Intact, il ne fut jamais attaqué et pour cause : un seigneur capricieux l'avait fait construire en dehors de toute position stratégique, ne défendant ni une ville, ni une vallée, ni une route commerciale et devint une demeure d'agrément.

Ce château, de tout temps inutile sur le plan défensif, me fait penser à cette forteresse du roman Le désert des Tartares de Dino Buzatti (1940) où les sentinelles, du haut des tours de guet, attendent interminablement un ennemi qui ne viendra pas.

Dès la Renaissance, le sort des châteaux forts était scellé, obsolètes devant les progrès de l'artillerie. Inconfortables, ils furent, soit transformés en demeures d'agrément ou abandonnés au profit des châteaux Renaissance des bords de Loire. Mais, pour un château intact, combien de châteaux en ruines réduits à l'état de carrières de pierres.

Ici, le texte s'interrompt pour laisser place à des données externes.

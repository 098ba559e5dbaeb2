use bytes::Bytes;

use crate::cid::ConnectionId;
use crate::coder::Reader;
use crate::packet::types::{EncryptionLevel, QUIC_VERSION};
use crate::result::{require, QuicError, QuicResult};
use crate::varint::VarInt;

// First-byte layout (RFC 9000 Section 17):
//   long:  1 1 T T R R P P   (T = type, R = reserved, P = pn_length - 1)
//   short: 0 1 S R R K P P   (S = spin, K = key phase)
pub const FORM_LONG: u8 = 0x80;
pub const FIXED_BIT: u8 = 0x40;
pub const LONG_TYPE_MASK: u8 = 0x30;
pub const LONG_RESERVED_MASK: u8 = 0x0c;
pub const SHORT_SPIN_BIT: u8 = 0x20;
pub const SHORT_RESERVED_MASK: u8 = 0x18;
pub const SHORT_KEY_PHASE: u8 = 0x04;
pub const PN_LEN_MASK: u8 = 0x03;

#[derive(Debug, Clone, Copy, PartialEq, Eq)]
pub enum LongType {
    Initial = 0x00,
    ZeroRtt = 0x01,
    Handshake = 0x02,
    Retry = 0x03,
}

impl LongType {
    fn from_bits(bits: u8) -> Self {
        match bits & 0x03 {
            0x00 => LongType::Initial,
            0x01 => LongType::ZeroRtt,
            0x02 => LongType::Handshake,
            _ => LongType::Retry,
        }
    }
}

#[derive(Debug, Clone, PartialEq, Eq)]
pub struct LongHeader {
    pub ty: LongType,
    pub version: u32,
    pub dst_cid: ConnectionId,
    pub src_cid: ConnectionId,
    /// Initial packets carry the (possibly empty) retry token.
    pub token: Bytes,
}

#[derive(Debug, Clone, PartialEq, Eq)]
pub struct ShortHeader {
    pub dst_cid: ConnectionId,
    pub spin: bool,
    pub key_phase: bool,
}

#[derive(Debug, Clone, PartialEq, Eq)]
pub enum Header {
    Long(LongHeader),
    Short(ShortHeader),
}

impl Header {
    pub fn encryption_level(&self) -> QuicResult<EncryptionLevel> {
        match self {
            Header::Long(h) => match h.ty {
                LongType::Initial => Ok(EncryptionLevel::Initial),
                LongType::ZeroRtt => Ok(EncryptionLevel::ZeroRtt),
                LongType::Handshake => Ok(EncryptionLevel::Handshake),
                LongType::Retry => Err(QuicError::Malformed("retry packets carry no payload")),
            },
            Header::Short(_) => Ok(EncryptionLevel::Application),
        }
    }

    pub fn dst_cid(&self) -> &ConnectionId {
        match self {
            Header::Long(h) => &h.dst_cid,
            Header::Short(h) => &h.dst_cid,
        }
    }

    pub fn is_long(&self) -> bool {
        matches!(self, Header::Long(_))
    }

    /// Encode through the packet number. `payload_len` must already include
    /// the AEAD tag so the long-header Length field is final.
    pub fn encode(&self, pn: u64, pn_len: usize, payload_len: usize, buf: &mut Vec<u8>) {
        match self {
            Header::Long(h) => {
                let first = FORM_LONG
                    | FIXED_BIT
                    | ((h.ty as u8) << 4)
                    | (pn_len as u8 - 1);
                buf.push(first);
                buf.extend_from_slice(&h.version.to_be_bytes());
                buf.push(h.dst_cid.len() as u8);
                buf.extend_from_slice(h.dst_cid.as_slice());
                buf.push(h.src_cid.len() as u8);
                buf.extend_from_slice(h.src_cid.as_slice());
                if h.ty == LongType::Initial {
                    VarInt::saturating(h.token.len() as u64).encode_to(buf);
                    buf.extend_from_slice(&h.token);
                }
                VarInt::saturating((pn_len + payload_len) as u64).encode_to(buf);
            }
            Header::Short(h) => {
                let mut first = FIXED_BIT | (pn_len as u8 - 1);
                if h.spin {
                    first |= SHORT_SPIN_BIT;
                }
                if h.key_phase {
                    first |= SHORT_KEY_PHASE;
                }
                buf.push(first);
                buf.extend_from_slice(h.dst_cid.as_slice());
            }
        }
        crate::packet::types::PacketNumber::encode(pn, pn_len, buf);
    }
}

/// Header fields recovered before header-protection removal. The packet
/// number and the protected first-byte bits are not yet trustworthy.
#[derive(Debug)]
pub struct PartialDecode {
    pub header: Header,
    /// Offset of the packet-number field within the packet.
    pub pn_offset: usize,
    /// Total length of this packet within the datagram (coalescing).
    pub packet_len: usize,
}

impl PartialDecode {
    /// Parse one packet's header from the front of `data`. Short headers
    /// need the receiver's CID length, which is known out-of-band.
    pub fn parse(data: &[u8], local_cid_len: usize) -> QuicResult<PartialDecode> {
        let mut r = Reader::new(data);
        let first = r.u8()?;
        require(first & FIXED_BIT != 0, "fixed bit is zero")?;

        if first & FORM_LONG != 0 {
            let version = r.u32()?;
            require(version == QUIC_VERSION, "unsupported version")?;
            let ty = LongType::from_bits(first >> 4);
            let dcid_len = r.u8()? as usize;
            require(dcid_len <= 20, "destination connection id too long")?;
            let dst_cid = ConnectionId::from_bytes(r.bytes(dcid_len)?)?;
            let scid_len = r.u8()? as usize;
            require(scid_len <= 20, "source connection id too long")?;
            let src_cid = ConnectionId::from_bytes(r.bytes(scid_len)?)?;

            if ty == LongType::Retry {
                // no length or packet number; the rest of the datagram is
                // token plus 16-byte integrity tag
                let rest = r.rest();
                require(rest.len() >= 16, "retry integrity tag")?;
                let token = Bytes::copy_from_slice(&rest[..rest.len() - 16]);
                return Ok(PartialDecode {
                    header: Header::Long(LongHeader {
                        ty,
                        version,
                        dst_cid,
                        src_cid,
                        token,
                    }),
                    pn_offset: data.len(),
                    packet_len: data.len(),
                });
            }

            let token = if ty == LongType::Initial {
                let token_len = r.varint_len()?;
                Bytes::copy_from_slice(r.bytes(token_len)?)
            } else {
                Bytes::new()
            };
            let length = r.varint_len()?;
            let pn_offset = r.consumed();
            require(r.remaining() >= length, "truncated long-header packet")?;
            Ok(PartialDecode {
                header: Header::Long(LongHeader {
                    ty,
                    version,
                    dst_cid,
                    src_cid,
                    token,
                }),
                pn_offset,
                packet_len: pn_offset + length,
            })
        } else {
            let dst_cid = ConnectionId::from_bytes(r.bytes(local_cid_len)?)?;
            let pn_offset = r.consumed();
            // spin / key-phase bits are read after header protection removal
            Ok(PartialDecode {
                header: Header::Short(ShortHeader {
                    dst_cid,
                    spin: first & SHORT_SPIN_BIT != 0,
                    key_phase: false,
                }),
                pn_offset,
                packet_len: data.len(),
            })
        }
    }
}
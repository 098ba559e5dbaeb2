//! QUIC v1 transport engine (RFC 9000/9001/9002): packet and frame codecs,
//! packet protection, loss recovery with NewReno congestion control and ECN,
//! stream multiplexing with two-level flow control, session resumption with
//! 0-RTT anti-replay, and a single-threaded connection orchestrator driven
//! by `receive_packet` / `generate_packets` / `next_timeout` / `on_timeout`.

pub mod cid;
pub mod coder;
pub mod connection;
pub mod crypto;
pub mod flow;
pub mod packet;
pub mod recovery;
pub mod result;
pub mod session;
pub mod stream;
pub mod tparams;
pub mod varint;

pub use cid::ConnectionId;
pub use connection::{Config, Connection, ConnectionEvent, ConnectionState};
pub use packet::types::{EcnCodepoint, EncryptionLevel};
pub use result::{QuicError, QuicResult, TransportError};
pub use session::{ReplayFilter, SessionTicket, SessionTicketStore};
pub use varint::VarInt;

Le XIXème siècle et son engouement pour le Moyen-Age donnera le signal du sauvetage et de la restauration. Pensons en particulier à l'action de Prosper Mérimée.

En Dordogne, des particuliers passionnés d'histoire se sont engagés dans des opérations de sauvetage et de restauration.

C'est le cas du château de l'Herm en forêt Barade, splendide château gothique construit au XVIème siècle, en piteux état, un siècle après sa construction et démantelé au début du XIXème siècle. Un couple passa trente ans à fouiller et à restaurer. Mis en vente en 2012, il vient de trouver preneur auprès d'un couple qui s'apprête à lui consacrer de nombreuses années.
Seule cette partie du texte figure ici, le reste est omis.